A collection of btrfs on-disk structure parsers, which can feed into a Postgres DB, where they can be changed and written back to disk.
Back in December 2021, I restarted my computer and discovered my btrfs /home
volume could not be mounted. Not in read-only mode, and not with all rescue options enabled. I immediately imaged the two 1TB drives and threw them on a 4TB HDD I had. Then, I threw the kitchen sink at it, trying any and every btrfs-progs incantation — including dangerous and destructive rescues. Nothing fixed the issue.
But, I could open up the disk images and see all my data. I was even able to pull off some things I considered valuable, like some local infrastructure passwords, or parts of an xfce4 panel plugin I never pushed to github. I ran some disk health checks, but two disks failing at the same exact time was a little crazy.
No, the likeliest issue, I figured, was some sort of corruption or false fsync occurring at an extremely inopportune moment, causing the metadata structures of the btrfs volume to become unreadable. This sort of issue is bound to happen if, for some dumb reason, you chose to stripe your disks with only a single copy of metadata. Don't do this. If you've done this, pause your viewer now and tell btrfs to dup
your metadata.
I spent the next few months learning a lot about btrfs internals and on-disk structures, hoping to diagnose and repair the underlying issue. The official wiki includes a bunch of useful information about structures. I learned to parse some structures using ImHex, but realized it would not scale to the entire drive. I found the Construct Python library for binary structure parsing/writing, and built out a library of parsers for the btrfs structures I cared about.
With my handful of parsers, I built my own scanner to locate btrfs node headers and found lots of juicy bits. Very many lots. Too many to comb through to diagnose effectively (especially during only my free time). What I really wanted was to query all the on-disk structures and their relationships — I wanted to throw everything in a DB (b-trees on b-trees, baby).
I spun up a Postgres DB (with pguint extension installed), whipped up some marshmallow serializers, and farted out a small set of CLI commands to wrap it all together. I then re-scanned the disk images, saving all structures to the DB. This included all the superblocks, all the chunk items (so physical locations could be calculated), all the tree nodes, all the leaf items, and linked rows by foreign key if there were relationships. I learned how to actually use the chunk tree to read striped, non-INLINE, REGULAR file extent items, and could recover arbitrary files.

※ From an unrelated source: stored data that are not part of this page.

use std::fmt::Write as _;
use std::fs;
use std::path::Path;

use crate::error::{PlotError, PlotResult};
use crate::render::{Color, RenderFrame, Renderer, TextHAlign};

const FONT_FAMILY: &str = "sans-serif";

#[derive(Debug, Clone, Copy, PartialEq, Eq, Default)]
pub struct SvgRenderStats {
    pub lines_drawn: usize,
    pub circles_drawn: usize,
    pub texts_drawn: usize,
}

/// Renderer that serializes frames into standalone SVG documents.
///
/// The most recent document is kept in memory and can be written to disk.
#[derive(Debug, Default)]
pub struct SvgRenderer {
    document: String,
    last_stats: SvgRenderStats,
}

impl SvgRenderer {
    #[must_use]
    pub fn new() -> Self {
        Self::default()
    }

    #[must_use]
    pub fn backend_name(&self) -> &'static str {
        "svg"
    }

    /// Last rendered document; empty before the first render.
    #[must_use]
    pub fn document(&self) -> &str {
        &self.document
    }

    #[must_use]
    pub fn last_stats(&self) -> SvgRenderStats {
        self.last_stats
    }

    pub fn write_to(&self, path: &Path) -> PlotResult<()> {
        if self.document.is_empty() {
            return Err(PlotError::InvalidData(
                "no frame has been rendered yet".to_owned(),
            ));
        }
        fs::write(path, &self.document).map_err(|err| {
            PlotError::InvalidData(format!("failed to write `{}`: {err}", path.display()))
        })
    }

    fn write_document(frame: &RenderFrame, stats: &mut SvgRenderStats) -> String {
        let mut out = String::new();
        // `write!` into a String cannot fail.
        let _ = writeln!(
            out,
            r#"<svg xmlns="http://www.w3.org/2000/svg" class="scatter-plot" width="{w}" height="{h}" viewBox="0 0 {w} {h}">"#,
            w = frame.viewport.width,
            h = frame.viewport.height,
        );

        for line in &frame.lines {
            let _ = writeln!(
                out,
                r#"  <line x1="{}" y1="{}" x2="{}" y2="{}" stroke="{}"{} stroke-width="{}"/>"#,
                fmt_num(line.x1),
                fmt_num(line.y1),
                fmt_num(line.x2),
                fmt_num(line.y2),
                line.color.to_hex(),
                opacity_attr("stroke-opacity", line.color),
                fmt_num(line.stroke_width),
            );
            stats.lines_drawn += 1;
        }

        for circle in &frame.circles {
            let _ = writeln!(
                out,
                r#"  <circle cx="{}" cy="{}" r="{}" fill="{}"{}/>"#,
                fmt_num(circle.cx),
                fmt_num(circle.cy),
                fmt_num(circle.radius),
                circle.fill_color.to_hex(),
                opacity_attr("fill-opacity", circle.fill_color),
            );
            stats.circles_drawn += 1;
        }

        for text in &frame.texts {
            let anchor = match text.h_align {
                TextHAlign::Left => "start",
                TextHAlign::Center => "middle",
                TextHAlign::Right => "end",
            };
            let transform = if text.rotation_deg == 0.0 {
                String::new()
            } else {
                format!(
                    r#" transform="rotate({} {} {})""#,
                    fmt_num(text.rotation_deg),
                    fmt_num(text.x),
                    fmt_num(text.y)
                )
            };
            let _ = writeln!(
                out,
                r#"  <text x="{}" y="{}" font-family="{FONT_FAMILY}" font-size="{}" fill="{}"{} text-anchor="{anchor}"{transform}>{}</text>"#,
                fmt_num(text.x),
                fmt_num(text.y),
                fmt_num(text.font_size_px),
                text.color.to_hex(),
                opacity_attr("fill-opacity", text.color),
                escape_text(&text.text),
            );
            stats.texts_drawn += 1;
        }

        out.push_str("</svg>\n");
        out
    }
}

impl Renderer for SvgRenderer {
    fn render(&mut self, frame: &RenderFrame) -> PlotResult<()> {
        frame.validate()?;
        let mut stats = SvgRenderStats::default();
        self.document = Self::write_document(frame, &mut stats);
        self.last_stats = stats;
        Ok(())
    }
}

fn opacity_attr(name: &str, color: Color) -> String {
    if color.alpha >= 1.0 {
        String::new()
    } else {
        format!(r#" {name}="{}""#, fmt_num(color.alpha))
    }
}

/// Shortest decimal form with at most three fractional digits.
fn fmt_num(value: f64) -> String {
    let rounded = (value * 1000.0).round() / 1000.0;
    if rounded == 0.0 {
        return "0".to_owned();
    }
    format!("{rounded}")
}

fn escape_text(text: &str) -> String {
    let mut escaped = String::with_capacity(text.len());
    for ch in text.chars() {
        match ch {
            '&' => escaped.push_str("&amp;"),
            '<' => escaped.push_str("&lt;"),
            '>' => escaped.push_str("&gt;"),
            '"' => escaped.push_str("&quot;"),
            _ => escaped.push(ch),
        }
    }
    escaped
}

#[cfg(test)]
mod tests {
    use super::{SvgRenderer, escape_text, fmt_num};
    use crate::core::Viewport;
    use crate::render::{CirclePrimitive, Color, RenderFrame, Renderer, TextHAlign, TextPrimitive};

    #[test]
    fn renders_circles_and_rotated_text() {
        let frame = RenderFrame::new(Viewport::new(300, 150))
            .with_circle(CirclePrimitive::new(10.0, 20.5, 5.0, Color::BLACK))
            .with_text(
                TextPrimitive::new("temp", 5.0, 75.0, 12.0, Color::BLACK, TextHAlign::Center)
                    .with_rotation(-90.0),
            );

        let mut renderer = SvgRenderer::new();
        renderer.render(&frame).expect("render");

        let doc = renderer.document();
        assert!(doc.starts_with("<svg"));
        assert!(doc.contains(r#"class="scatter-plot""#));
        assert!(doc.contains(r##"<circle cx="10" cy="20.5" r="5" fill="#000000"/>"##));
        assert!(doc.contains(r#"transform="rotate(-90 5 75)""#));
        assert_eq!(renderer.last_stats().circles_drawn, 1);
    }

    #[test]
    fn invalid_frame_leaves_previous_document() {
        let mut renderer = SvgRenderer::new();
        let bad = RenderFrame::new(Viewport::new(10, 10)).with_circle(CirclePrimitive::new(
            f64::NAN,
            1.0,
            5.0,
            Color::BLACK,
        ));
        assert!(renderer.render(&bad).is_err());
        assert!(renderer.document().is_empty());
    }

    #[test]
    fn numbers_and_text_are_normalized() {
        assert_eq!(fmt_num(-0.0001), "0");
        assert_eq!(fmt_num(12.34567), "12.346");
        assert_eq!(escape_text("a < b & c"), "a &lt; b &amp; c");
    }
}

More importantly, I could try to mount the broken disk, read the errors spit out, and query for the faulty structure at the logical location. I could then navigate to parents and children very easily.
After months and months of work and lots and lots of code, I discovered the issue: the chunk tree had to be grown, leading to a new chunk root, but got interrupted before updating the superblocks with the proper logical bytenr. When I shoved the correct chunk_root
value into the superblocks (along with proper checksums), the volume became mountable.
Months and months, and the fix took not more than 10 minutes.
So, if you've got some busted btrfs volume, or are just curious about what's going on under there, you may find the things here useful. At the very least, the on-disk structure parsers may be handy. The DB part, while incredibly vital to me, has no docs for setting up. I would love to polish these things up to a releasable state, but that hasn't happened, yet, and it's been months. Till then, I still want the community to have access to this code.